## Work to complete:
Search the records below for the word "super" and show every line where it occurs.

## The data:
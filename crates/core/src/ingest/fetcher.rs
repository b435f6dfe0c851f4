//! Incremental candidate listing.

use std::sync::Arc;

use chrono::{DateTime, Duration, Utc};
use futures::stream::{self, StreamExt};
use tally_shared::config::MailboxConfig;
use tally_shared::types::OwnerId;
use tracing::{debug, info, warn};

use super::error::IngestError;
use super::provider::MailboxAccess;
use super::query::CandidateQuery;
use super::store::SyncStateStore;
use super::types::{CandidateMeta, MailboxCredential};

/// Limits applied to one listing run.
#[derive(Debug, Clone)]
pub struct FetcherSettings {
    /// Lookback window when not running incrementally.
    pub lookback_days: i64,
    /// Maximum listing pages per run.
    pub max_pages: u32,
    /// Page size requested from the provider.
    pub page_size: u32,
    /// Maximum candidates returned per run.
    pub max_candidates: usize,
    /// Concurrent metadata fetches.
    pub concurrency: usize,
}

impl FetcherSettings {
    /// Builds settings from the mailbox config section.
    #[must_use]
    pub fn from_config(config: &MailboxConfig, concurrency: usize) -> Self {
        Self {
            lookback_days: config.lookback_days,
            max_pages: config.max_pages,
            page_size: config.page_size,
            max_candidates: config.max_candidates,
            concurrency: concurrency.max(1),
        }
    }
}

impl Default for FetcherSettings {
    fn default() -> Self {
        Self {
            lookback_days: 30,
            max_pages: 5,
            page_size: 25,
            max_candidates: 50,
            concurrency: 4,
        }
    }
}

/// Lists candidate messages and advances the owner's watermark.
pub struct CandidateFetcher {
    access: Arc<MailboxAccess>,
    sync_states: Arc<dyn SyncStateStore>,
    settings: FetcherSettings,
}

impl CandidateFetcher {
    /// Creates a new fetcher.
    #[must_use]
    pub fn new(
        access: Arc<MailboxAccess>,
        sync_states: Arc<dyn SyncStateStore>,
        settings: FetcherSettings,
    ) -> Self {
        Self {
            access,
            sync_states,
            settings,
        }
    }

    /// Lists candidate messages for an owner.
    ///
    /// With `incremental` and a previous sync, only messages after the watermark are listed;
    /// otherwise the lookback window applies. Once listing succeeds the watermark moves to
    /// `now`, even if nothing matched. A failing metadata fetch drops that message only.
    ///
    /// # Errors
    ///
    /// - `IngestError::NotConnected` / `IngestError::Unauthorized` for credential problems
    /// - `IngestError::Provider` if listing fails; the watermark is left untouched
    pub async fn list_candidates(
        &self,
        owner_id: OwnerId,
        incremental: bool,
        now: DateTime<Utc>,
    ) -> Result<Vec<CandidateMeta>, IngestError> {
        let state = self.sync_states.get_sync_state(owner_id).await?;
        let watermark = state.as_ref().and_then(|s| s.last_sync_at);
        let after = match (incremental, watermark) {
            (true, Some(at)) => at,
            _ => now - Duration::days(self.settings.lookback_days),
        };
        let query = CandidateQuery::after(after);

        let credential = self.access.authorize(owner_id, now).await?;
        let ids = self.list_ids(&credential, &query).await?;

        if state.is_some() {
            self.sync_states.advance_watermark(owner_id, now).await?;
        } else {
            debug!(owner_id = %owner_id, "No sync state row, watermark not recorded");
        }

        let candidates: Vec<CandidateMeta> = stream::iter(ids)
            .map(|id| {
                let credential = &credential;
                async move {
                    let result = self
                        .access
                        .call(self.access.provider().get_metadata(credential, &id))
                        .await;
                    (id, result)
                }
            })
            .buffered(self.settings.concurrency)
            .filter_map(|(id, result)| async move {
                match result {
                    Ok(meta) => Some(meta),
                    Err(e) => {
                        warn!(owner_id = %owner_id, message_id = %id, error = %e, "Skipping candidate metadata");
                        None
                    }
                }
            })
            .collect()
            .await;

        info!(
            owner_id = %owner_id,
            incremental,
            after = %query.lower_bound(),
            candidates = candidates.len(),
            "Mailbox candidates listed"
        );
        Ok(candidates)
    }

    async fn list_ids(
        &self,
        credential: &MailboxCredential,
        query: &CandidateQuery,
    ) -> Result<Vec<String>, IngestError> {
        let rendered = query.render();
        let mut ids: Vec<String> = Vec::new();
        let mut page_token: Option<String> = None;

        for _ in 0..self.settings.max_pages {
            let page = self
                .access
                .call(self.access.provider().list_messages(
                    credential,
                    &rendered,
                    page_token.as_deref(),
                    self.settings.page_size,
                ))
                .await?;

            for id in page.message_ids {
                if ids.len() >= self.settings.max_candidates {
                    break;
                }
                if !ids.contains(&id) {
                    ids.push(id);
                }
            }

            page_token = page.next_page_token;
            if page_token.is_none() || ids.len() >= self.settings.max_candidates {
                break;
            }
        }

        Ok(ids)
    }
}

## Output:
use super::error::IngestError;
use super::provider::MailboxAccess;
use super::query::CandidateQuery;
use super::store::SyncStateStore;
use super::types::{CandidateMeta, MailboxCredential};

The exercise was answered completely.